While Intel Omni-Path received a passing mention at its Data-Centric Innovation Day in April, the company did not provide any updates on OPA 200. In addition, the company's new lineup of Xeon Scalable processors did not include any designs that integrated the Omni-Path fabric on the chip unlike select CPUs from the first-generation Xeon Scalable lineup.

Intel was also mum on OPA 200 at the International Supercomputing Conference last month in Germany, where the company last year unveiled its 2019 launch plans for the second-generation interconnect. Intel’s Huffstetler said the company did announce new capabilities at the conference for OPA 100, which included things like storage enhancement, overall performance enhancements and multi-rail capabilities.

An Intel spokesperson said the multi-rail capabilities allow a single node to use two OPA 100 add-in cards to reach 200 gigabit-per-second speeds between the node and the switch.

At the conference in 2018, Intel Marketing Director Joe Yaworski told publication Inside HPCthat OPA 200 would "offer twice the bandwidth performance" and a better price-performance ratio over OPA 100. The OPA 200 series could also help accelerate AI workloads, he added.

"Some of the features that we have added into the product, and some of the performance features, will make it very good for AI, especially AI training and the ability to scale AI training to a large number of nodes," Yaworski said in the 2018 interview.

High-performance interconnects are increasingly seen as an important solution to input and output (I/O) performance bottlenecks in HPC workloads, which rely on high-speed, low-latency communication between compute nodes for applications such as computational fluid dynamics.

For example, while Ethernet is still the dominant interconnect for the world's top 500 supercomputers, Mellanox's InfiniBand has been gaining ground, constituting 25 percent of systems, while Intel's Omni-Path is only in 9.8 percent, according to TOP500.

In the 2018 interview, Yaworski said beyond the supercomputing and public HPC community, Intel Omni-Path sales had been growing with HPC cloud providers and enterprises.

"Over the last two years, [Intel Omni-Path] has received a very large uptake in the commercial side of HPC, so things like automotive, aerospace, manufacturing," he said.

Intel's Omni-Path Ambitions Began With Acquisitions

Intel's development of Omni-Path Architecture began in 2012 when it acquired interconnect assets from HPC vendors Cray and QLogic for $140 million and $125 million, respectively.
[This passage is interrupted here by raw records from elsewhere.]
//! Host dispatch and the end-to-end event loop

use std::sync::Arc;
use std::time::Duration;
use tokio::sync::{broadcast, mpsc, oneshot};

use fwlink_device::{BusEvent, InstallFlags};
use fwlink_errors::{DeviceError, FwlinkError};
use fwlink_plugin::display_routing::{self, DisplayRoutingPlugin};
use fwlink_plugin::interconnect;
use fwlink_plugin::{
    BUILTIN_PLUGIN_NAMES, BuiltinDeps, HostConfig, HostEvent, Plugin, PluginConfig, PluginHost,
    RegistryEvent, UpdateOutcome,
};
use fwlink_test_helpers::prelude::*;
use tracing_test::traced_test;

struct Rig {
    display: MockHandleFactory,
    interconnect: MockHandleFactory,
    deps: BuiltinDeps,
}

fn rig(kernel: MockKernelInfo) -> Rig {
    let display = MockHandleFactory::new();
    let interconnect = MockHandleFactory::new();
    let deps = BuiltinDeps {
        kernel: Arc::new(kernel),
        display_routing: Arc::new(display.clone()),
        interconnect: Arc::new(interconnect.clone()),
    };
    Rig {
        display,
        interconnect,
        deps,
    }
}

fn started_host(rig: &Rig, config: &HostConfig) -> PluginHost {
    let mut host = PluginHost::builtin(config, &rig.deps);
    let refused = host.startup();
    assert!(refused.is_empty(), "unexpected refusals: {refused:?}");
    host
}

fn drain_membership(rx: &mut broadcast::Receiver<RegistryEvent>) -> Vec<RegistryEvent> {
    let mut events = Vec::new();
    while let Ok(event) = rx.try_recv() {
        events.push(event);
    }
    events
}

fn registered(events: &[RegistryEvent]) -> Vec<&str> {
    events
        .iter()
        .filter_map(|e| match e {
            RegistryEvent::Registered(snapshot) => Some(snapshot.logical_id.as_str()),
            RegistryEvent::Unregistered { .. } => None,
        })
        .collect()
}

fn unregistered(events: &[RegistryEvent]) -> Vec<&str> {
    events
        .iter()
        .filter_map(|e| match e {
            RegistryEvent::Unregistered { logical_id } => Some(logical_id.as_str()),
            RegistryEvent::Registered(_) => None,
        })
        .collect()
}

#[test]
fn test_builtin_plugins_in_order() {
    let rig = rig(MockKernelInfo::new("6.1.0"));
    let host = PluginHost::builtin(&HostConfig::new(), &rig.deps);

    let names: Vec<&str> = host.plugins().map(|p| p.name()).collect();
    assert_eq!(names, BUILTIN_PLUGIN_NAMES);
}

#[tokio::test]
async fn test_refused_plugin_stays_inert() {
    let rig = rig(MockKernelInfo::new("4.15.0").with_modules(&["amdgpu"]));
    rig.display
        .insert(MockDeviceHandle::new("aux0", display_routing_details()));
    let config = HostConfig::new().with_plugin(
        display_routing::NAME,
        PluginConfig {
            minimum_amdgpu_kernel_version: Some("4.20".into()),
            ..PluginConfig::default()
        },
    );
    let mut host = PluginHost::builtin(&config, &rig.deps);

    let refused = host.startup();

    assert_eq!(refused.len(), 1);
    assert!(matches!(
        refused.first(),
        Some((name, FwlinkError::KernelPolicy(_))) if name == display_routing::NAME
    ));
    assert!(!host.is_enabled(display_routing::NAME));
    assert!(host.is_enabled(interconnect::NAME));

    host.dispatch(&BusEvent::Added(aux_bus_device(0))).await;
    assert!(rig.display.created().is_empty());
}

#[tokio::test]
async fn test_events_only_reach_subscribed_plugins() {
    let rig = rig(MockKernelInfo::new("6.1.0"));
    rig.interconnect
        .insert(MockDeviceHandle::new("0-0", interconnect_details()));
    let mut host = started_host(&rig, &HostConfig::new());

    host.dispatch(&BusEvent::Added(thunderbolt_bus_device(0))).await;

    assert!(rig.display.created().is_empty());
    assert_eq!(rig.interconnect.created(), ["0-0"]);
    let interconnect = must_some(host.plugin(interconnect::NAME), "builtin");
    assert!(interconnect.registry().contains("0-0"));
}

#[tokio::test]
#[traced_test]
async fn test_dispatch_failure_is_logged_with_category() {
    let rig = rig(MockKernelInfo::new("6.1.0"));
    let mut host = started_host(&rig, &HostConfig::new());

    // no handle was inserted, so opening the node is denied
    host.dispatch(&BusEvent::Added(thunderbolt_bus_device(0))).await;

    let interconnect = must_some(host.plugin(interconnect::NAME), "builtin");
    assert!(interconnect.registry().is_empty());
    assert!(host.is_enabled(interconnect::NAME), "a failed event does not disable the plugin");
    logs_assert(|lines: &[&str]| {
        let found = lines.iter().any(|line| {
            line.contains("DEBUG")
                && line.contains("failed to handle add")
                && line.contains("category=Device")
        });
        if found {
            Ok(())
        } else {
            Err("access failure not logged at debug with its category".to_string())
        }
    });
}

#[tokio::test]
async fn test_update_of_unknown_device() {
    let rig = rig(MockKernelInfo::new("6.1.0"));
    let mut host = started_host(&rig, &HostConfig::new());

    let err = must_err(host.update("aux9", b"fw", InstallFlags::NONE).await);
    assert!(matches!(err, FwlinkError::Device(DeviceError::NotFound(_))));
}

#[tokio::test(start_paused = true)]
async fn test_end_to_end_display_routing() -> TestResult {
    let rig = rig(MockKernelInfo::new("6.1.0"));
    let aux0 = rig
        .display
        .insert(MockDeviceHandle::new("aux0", display_routing_details()));
    let aux1 = rig
        .display
        .insert(MockDeviceHandle::new("aux1", display_routing_details()));
    let mut host = started_host(&rig, &HostConfig::new());
    let mut membership = must_some(host.plugin(display_routing::NAME), "builtin")
        .registry()
        .subscribe();
    let (tx, rx) = mpsc::channel(16);
    let task = tokio::spawn(async move {
        host.run(rx).await;
        host
    });

    tx.send(HostEvent::Bus(BusEvent::Added(aux_bus_device(0)))).await?;
    tx.send(HostEvent::Bus(BusEvent::Added(aux_bus_device(1)))).await?;

    let (reply, answer) = oneshot::channel();
    tx.send(HostEvent::Update {
        logical_id: "aux0".into(),
        firmware: b"image".to_vec(),
        flags: InstallFlags::NONE,
        reply,
    })
    .await?;
    assert_eq!(answer.await??, UpdateOutcome::Completed);
    assert_eq!(aux0.writes().len(), 1);

    // aux1 loses its downstream hardware, then a burst of topology changes
    aux1.set_present(false);
    for _ in 0..5 {
        tx.send(HostEvent::Bus(BusEvent::Changed(drm_bus_device(0))))
            .await?;
    }
    tokio::time::sleep(Duration::from_secs(6)).await;

    let events = drain_membership(&mut membership);
    assert_eq!(aux1.rescans(), 2, "one rescan on add, one after the burst");
    assert_eq!(aux0.rescans(), 2, "updated hub is rescanned with the rest");
    assert_eq!(registered(&events), ["aux0", "aux1", "aux0"]);
    assert_eq!(unregistered(&events), ["aux0", "aux1"]);
    let restarted = must_some(
        events
            .iter()
            .position(|e| matches!(e, RegistryEvent::Unregistered { logical_id } if logical_id == "aux0")),
        "update unregisters aux0",
    );
    let rediscovered = must_some(
        events
            .iter()
            .rposition(|e| matches!(e, RegistryEvent::Registered(s) if s.logical_id == "aux0")),
        "burst registers aux0 again",
    );
    assert!(restarted < rediscovered);

    tx.send(HostEvent::Shutdown).await?;
    let host = task.await?;

    assert!(!host.is_enabled(display_routing::NAME));
    let plugin = must_some(host.plugin(display_routing::NAME), "builtin");
    assert!(plugin.registry().is_empty());
    Ok(())
}

#[tokio::test(start_paused = true)]
async fn test_dropped_sender_stops_loop() -> TestResult {
    let rig = rig(MockKernelInfo::new("6.1.0"));
    let mut host = started_host(&rig, &HostConfig::new());
    let (tx, rx) = mpsc::channel::<HostEvent>(1);
    let task = tokio::spawn(async move {
        host.run(rx).await;
        host
    });

    drop(tx);
    let host = task.await?;

    assert!(!host.is_enabled(interconnect::NAME));
    Ok(())
}

#[tokio::test(start_paused = true)]
async fn test_rescan_tracked_reports_absent_hub() -> TestResult {
    let rig = rig(MockKernelInfo::new("6.1.0"));
    rig.display
        .insert(MockDeviceHandle::absent("aux0", display_routing_details()));
    let mut plugin = DisplayRoutingPlugin::new(
        PluginConfig::default(),
        Arc::clone(&rig.deps.kernel),
        Arc::clone(&rig.deps.display_routing),
    );
    plugin.device_added(&aux_bus_device(0)).await?;

    let outcomes = plugin.rescan_tracked().await;

    assert_eq!(outcomes.len(), 1);
    assert!(plugin.registry().is_empty());
    Ok(())
}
The company went on to develop its HPC interconnect product line using technologies from those acquisitions, culminating in the high-performance fabric's announcement in 2014.

Meant as a successor to Intel's True Scale fabric, the company pitched Omni-Path as a better alternative to the InfiniBand standard that is championed by Mellanox, reducing the costs, energy and number of components associated with HPC fabrics while increasing their performance, density and reliability, according to a promotional video on Intel's website.

In a Jan. 30 blog post, Intel said that Intel Omni-Path is used "across hundreds of accounts, including customers in government, academic research and commercial enterprise." The company added that OPA has been supported by a "large and growing ecosystem consisting of hardware vendors, storage vendors" as well as open-source and commercial applications. That includes Dell Technologies and Hewlett Packard Enterprise, both of which sell networking switches based on Intel's Omni-Path Architecture.

Hamilton, the HPC architect at Atos North America, said Intel has faced entrenched competition from Mellanox in a market where multiple newcomers have come and gone.

"We've seen it several times in HPC, where a new interconnect comes up every three to five years, then they disappear," he said. "Customers are fearful of going with a new party because of that historical trend."

While Atos has dropped development efforts with Omni-Path for its high-end systems, Hamilton said, he hopes Intel doesn't give up the fight.

"It was nice to see Intel make an effort in the interconnect market, and I hope they stick with it," he said. "We'd love to see them stay in there for the competitiveness."